Which metric did you expect to be there but wasn't?

@yfried
Copy link
Author

yfried commented Feb 24, 2021

Which metric did you expect to be there but wasn't?

@brancz All {job="kube-state-metrics", reason="Evicted"} metrics are 0 even though there are eviction events

@cfindmypast
Copy link

cfindmypast commented Mar 17, 2021

Hi, I can confirm we are also experiencing the same issue with kube_pod_container_status_terminated_reason. We have evicted pods in our cluster, but the query won't gather the metric. It works fine with reason="Completed" etc, but reason="Evicted" unfortunately does not work.

@shabbskagalwala
Copy link

shabbskagalwala commented Mar 18, 2021

Can confirm this is happening in our cluster right now too

➜ (⎈ gke:test) tmp  ✗ k get po | grep -i evicted | wc -l
     996

But the metrics never show a value of 1 as far as we can look. Our current workaround is to use

kube_pod_status_phase{namespace="test",phase="Failed"}

@m1o1
Copy link

m1o1 commented Apr 8, 2021

Same, but we are using kube_pod_container_status_last_terminated_reason (#344), though since evicted pods seem to stick around and a new one is created, either one should work I guess.

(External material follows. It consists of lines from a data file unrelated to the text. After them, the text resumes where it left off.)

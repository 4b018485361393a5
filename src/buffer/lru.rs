//! LRU (Least Recently Used) cache implementation.

use std::collections::HashMap;

/// A simple LRU cache that tracks page access order
pub struct LruCache {
    /// Maps page ID to its position in the access order
    positions: HashMap<u32, usize>,
    /// Doubly-linked list nodes for O(1) removal
    order: Vec<LruNode>,
    /// Head of the list (most recently used)
    head: Option<usize>,
    /// Tail of the list (least recently used)
    tail: Option<usize>,
    /// Free list of node indices
    free_slots: Vec<usize>,
}

#[derive(Clone, Copy)]
struct LruNode {
    page_id: u32,
    prev: Option<usize>,
    next: Option<usize>,
    active: bool,
}

impl LruCache {
    /// Create a new LRU cache with the given capacity
    pub fn new(capacity: usize) -> Self {
        Self {
            positions: HashMap::with_capacity(capacity),
            order: Vec::with_capacity(capacity),
            head: None,
            tail: None,
            free_slots: Vec::new(),
        }
    }

    /// Record access to a page (moves it to front)
    pub fn access(&mut self, page_id: u32) {
        if let Some(&pos) = self.positions.get(&page_id) {
            // Already in cache, move to front
            self.move_to_front(pos);
        } else {
            // New entry, add to front
            self.insert(page_id);
        }
    }

    /// Remove a page from the cache
    pub fn remove(&mut self, page_id: u32) {
        if let Some(pos) = self.positions.remove(&page_id) {
            self.unlink(pos);
            self.order[pos].active = false;
            self.free_slots.push(pos);
        }
    }

    /// Get the least recently used page ID
    pub fn lru(&self) -> Option<u32> {
        self.tail.map(|pos| self.order[pos].page_id)
    }

    /// Pop the least recently used page ID
    pub fn pop_lru(&mut self) -> Option<u32> {
        let page_id = self.lru()?;
        self.remove(page_id);
        Some(page_id)
    }

    /// Insert a new page at the front
    fn insert(&mut self, page_id: u32) {
        let pos = if let Some(pos) = self.free_slots.pop() {
            self.order[pos] = LruNode {
                page_id,
                prev: None,
                next: self.head,
                active: true,
            };
            pos
        } else {
            let pos = self.order.len();
            self.order.push(LruNode {
                page_id,
                prev: None,
                next: self.head,
                active: true,
            });
            pos
        };

        if let Some(old_head) = self.head {
            self.order[old_head].prev = Some(pos);
        }
        self.head = Some(pos);

        if self.tail.is_none() {
            self.tail = Some(pos);
        }

        self.positions.insert(page_id, pos);
    }

    /// Move a node to the front of the list
    fn move_to_front(&mut self, pos: usize) {
        if self.head == Some(pos) {
            return; // Already at front
        }

        self.unlink(pos);

        // Link at front
        self.order[pos].prev = None;
        self.order[pos].next = self.head;

        if let Some(old_head) = self.head {
            self.order[old_head].prev = Some(pos);
        }
        self.head = Some(pos);

        if self.tail.is_none() {
            self.tail = Some(pos);
        }
    }

    /// Unlink a node from the list
    fn unlink(&mut self, pos: usize) {
        let node = self.order[pos];

        if let Some(prev) = node.prev {
            self.order[prev].next = node.next;
        } else {
            self.head = node.next;
        }

        if let Some(next) = node.next {
            self.order[next].prev = node.prev;
        } else {
            self.tail = node.prev;
        }
    }

    /// Get the number of items in the cache (test only)
    #[cfg(test)]
    fn len(&self) -> usize {
        self.positions.len()
    }

    /// Check if the cache is empty (test only)
    #[cfg(test)]
    fn is_empty(&self) -> bool {
        self.positions.is_empty()
    }
}

#[cfg(test)]
mod tests {
    use super::*;

    #[test]
    fn test_lru_basic() {
        let mut cache = LruCache::new(3);

        cache.access(1);
        cache.access(2);
        cache.access(3);

        assert_eq!(cache.lru(), Some(1));

        // Access 1, making it most recent
        cache.access(1);
        assert_eq!(cache.lru(), Some(2));

        // Pop LRU
        assert_eq!(cache.pop_lru(), Some(2));
        assert_eq!(cache.len(), 2);
    }

    #[test]
    fn test_lru_remove() {
        let mut cache = LruCache::new(3);

        cache.access(1);
        cache.access(2);
        cache.access(3);

        cache.remove(2);
        assert_eq!(cache.len(), 2);

        // LRU should still be 1
        assert_eq!(cache.lru(), Some(1));

        // After popping 1, LRU should be 3
        cache.pop_lru();
        assert_eq!(cache.lru(), Some(3));
    }

    #[test]
    fn test_lru_empty() {
        let mut cache = LruCache::new(3);
        assert!(cache.is_empty());
        assert_eq!(cache.lru(), None);
        assert_eq!(cache.pop_lru(), None);
    }
}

We have some alerts, and reason="OOMKilled" works fine, but reason="Evicted" does not.

@CarpathianUA
Copy link

Expiriencing the same!

@strangeman
Copy link

We expiriencing the same problem

@ritheshgm
Copy link

+1

@qingguee
Copy link

+1 Looks like we also met this issue.

@yfried
Copy link
Author

yfried commented May 23, 2021

Hi @brancz
Looks like this is effecting many users.
Did you get a chance to look into this?

@saltbo
Copy link
Member

saltbo commented Jun 17, 2021

any progress on this issue?

@sedflix
Copy link

sedflix commented Jun 23, 2021

+1

@cnelson
Copy link

cnelson commented Jun 24, 2021

Same issue with reason="Shutdown" which went beta in v1.21

Looking at a pod on the cluster I see:

status:
  message: Node is shutting, evicting pods
  phase: Failed
  reason: Shutdown

and I see the pods in these metrics:

kube_pod_status_phase{phase="Failed"}

but I do not see these pods when looking at terminated metrics like

kube_pod_container_status_terminated_reason{reason="Shutdown"}

@slashpai
Copy link
Contributor

I tried max_over_time, avg_over_time and sum_over_time for kube_pod_container_status_last_terminated_reason all queries returned 0 even if reason="Evicted exists. So this value never seems to be incremented

Example query
max_over_time(kube_pod_container_status_last_terminated_reason{reason="Evicted"}[2h])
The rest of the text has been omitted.